The Up3 is smaller and lighter than the Up24

The $179 Up3 is the most advanced tracker Jawbone has ever made, and yet it's smaller and lighter and more comfortable than even the Up24. In addition to the accelerometer for measuring movement, the Up3 has skin and ambient temperature sensors, plus a series of sensors to measure what's known as "bioimpedence." Jawbone can use microcurrents to measure bioimpedance, which lets it determine everything from heart rate to your hydration levels. It gives Jawbone an unprecedented amount of information about your body, and helps the company give you far more detailed insights about how to eat and sleep and live a little better tomorrow.

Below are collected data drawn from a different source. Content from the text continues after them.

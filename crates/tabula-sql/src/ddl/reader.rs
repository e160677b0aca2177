//! Reading table definitions back from DDL text.

use sqlparser::ast::Statement;
use sqlparser::dialect::{
    Dialect as ParserDialect, MySqlDialect, PostgreSqlDialect, SQLiteDialect,
};
use sqlparser::parser::Parser;
use tabula_core::Dialect;
use tracing::debug;

use super::definition::{ColumnDefinition, IndexDefinition, TableDefinition};
use crate::error::DdlError;

/// Parse `CREATE TABLE` and `CREATE INDEX` statements into table
/// definitions, attaching each index to its table.
///
/// Other statements are ignored. Only columns and indices are recovered.
pub fn read_definitions(sql: &str, dialect: Dialect) -> Result<Vec<TableDefinition>, DdlError> {
    let parser_dialect: Box<dyn ParserDialect> = match dialect {
        Dialect::Postgres => Box::new(PostgreSqlDialect {}),
        Dialect::Mysql => Box::new(MySqlDialect {}),
        Dialect::Sqlite => Box::new(SQLiteDialect {}),
    };
    let statements = Parser::parse_sql(parser_dialect.as_ref(), sql)
        .map_err(|e| DdlError::Parse(e.to_string()))?;

    let mut tables: Vec<TableDefinition> = Vec::new();
    let mut indices: Vec<IndexDefinition> = Vec::new();
    for statement in &statements {
        match statement {
            Statement::CreateTable(create) => {
                let columns = create
                    .columns
                    .iter()
                    .map(|column| {
                        let mut def = ColumnDefinition::new(
                            column.name.value.clone(),
                            column.data_type.to_string(),
                        )
                        .nullable();
                        for option in &column.options {
                            let text = option.option.to_string();
                            if text == "NOT NULL" {
                                def.nullable = false;
                            } else if text == "UNIQUE" {
                                def.unique = true;
                            } else if let Some(default) = text.strip_prefix("DEFAULT ") {
                                def.default = Some(default.to_string());
                            }
                        }
                        def
                    })
                    .collect();
                tables.push(TableDefinition {
                    table: unquote_name(&create.name.to_string()),
                    columns,
                    ..TableDefinition::default()
                });
            }
            Statement::CreateIndex(create) => {
                let Some(name) = &create.name else {
                    continue;
                };
                indices.push(IndexDefinition {
                    name: unquote_name(&name.to_string()),
                    table: unquote_name(&create.table_name.to_string()),
                    columns: create
                        .columns
                        .iter()
                        .map(|c| unquote_name(&c.to_string()))
                        .collect(),
                    unique: create.unique,
                });
            }
            _ => {}
        }
    }

    for index in indices {
        match tables.iter_mut().find(|t| t.table == index.table) {
            Some(table) => table.indices.push(index),
            None => {
                return Err(DdlError::Parse(format!(
                    "index '{}' refers to table '{}', which is not defined",
                    index.name, index.table
                )));
            }
        }
    }

    debug!(tables = tables.len(), "Read table definitions from DDL");
    Ok(tables)
}

impl TableDefinition {
    /// Read a single table definition from previously generated DDL.
    pub fn from_ddl(sql: &str, dialect: Dialect) -> Result<Self, DdlError> {
        let mut tables = read_definitions(sql, dialect)?;
        match tables.len() {
            1 => Ok(tables.remove(0)),
            0 => Err(DdlError::Parse("no CREATE TABLE statement found".to_string())),
            n => Err(DdlError::Parse(format!(
                "expected one CREATE TABLE statement, found {}",
                n
            ))),
        }
    }
}

/// Strip identifier quoting from the last segment of a (possibly dotted)
/// name.
fn unquote_name(name: &str) -> String {
    let name = name.trim();
    let last = match name.rsplit_once('.') {
        Some((_, last)) if !is_quoted(name) => last,
        _ => name,
    };
    unquote(last)
}

fn is_quoted(s: &str) -> bool {
    let bytes = s.as_bytes();
    bytes.len() >= 2
        && matches!(
            (bytes[0], bytes[bytes.len() - 1]),
            (b'"', b'"') | (b'`', b'`') | (b'[', b']')
        )
}

fn unquote(s: &str) -> String {
    if !is_quoted(s) {
        return s.to_string();
    }
    let quote = &s[..1];
    let inner = &s[1..s.len() - 1];
    match quote {
        "[" => inner.to_string(),
        q => inner.replace(&format!("{}{}", q, q), q),
    }
}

That's where Jawbone's new Smart Coach comes in. Armed with all this data, the Up3 is much smarter when tracking you: it can now figure out that not only were you exercising, you were playing tennis. It knows you're dehydrated, and it's because you didn't drink enough water after you played tennis. It knows when you were in REM sleep, and whether you sleep better or worse on days when you play tennis. Your coach puts all these things together and begins reminding you to drink water when you're done with a workout, or tells you to go to bed a little earlier because you ran this morning and you need the shut-eye.

Jawbone Up3

All these sensors are hidden inside a band that looks a lot like a classy Fitbit. It's thin and flexible on the band, with a solid piece at the top where most of the hardware lives. (There are sensors in the band, too, so it can collect data even when it's only loosely attached.) The bracelet comes in a multitude of colors and designs, as Jawbone pursues the same something-for-everyone approach Apple's taken with the Apple Watch. It's meant to last a week and is water-resistant up to 10 meters. It's small and simple and nice-looking, not to mention more comfortable than the thick and rigid Up24. It's not exactly jewelry, but it's a step in the right direction.

Jawbone Up Move

When possible, Jawbone wants to collect the best and most accurate data possible. But the company also recognizes that any data is better than nothing. So it created the Up Move, a small round puck that comes with a clip or a strap you can put it into. For $49.99 it's meant to be a dead-simple entry point into the ecosystem, made to go in your bag or on your belt or even in your pocket. The data won't be perfect, or even necessarily complete, but it's something — and Jawbone can work with that. The Move comes with all of Jawbone's rich data processing, all the benefits of the Smart Coach, and the same impressive activity and sleep tracking. (It comes in a variety of nice colors, too.)

Jawbone UP comparison

Andrew Rosenthal, Jawbone's group manager for platform and wellness, told me over and over that he's just interested in the data. He doesn't want users to care about data, though — his job is to turn numbers into experiences, to collect information and spit it back in the form of genuinely useful insights about how you live and how to live better. That requires working across all levels of consumer and user, and the Up3 and Up Move go a long way toward completing Jawbone's lineup. Now it just has to get people to wear them.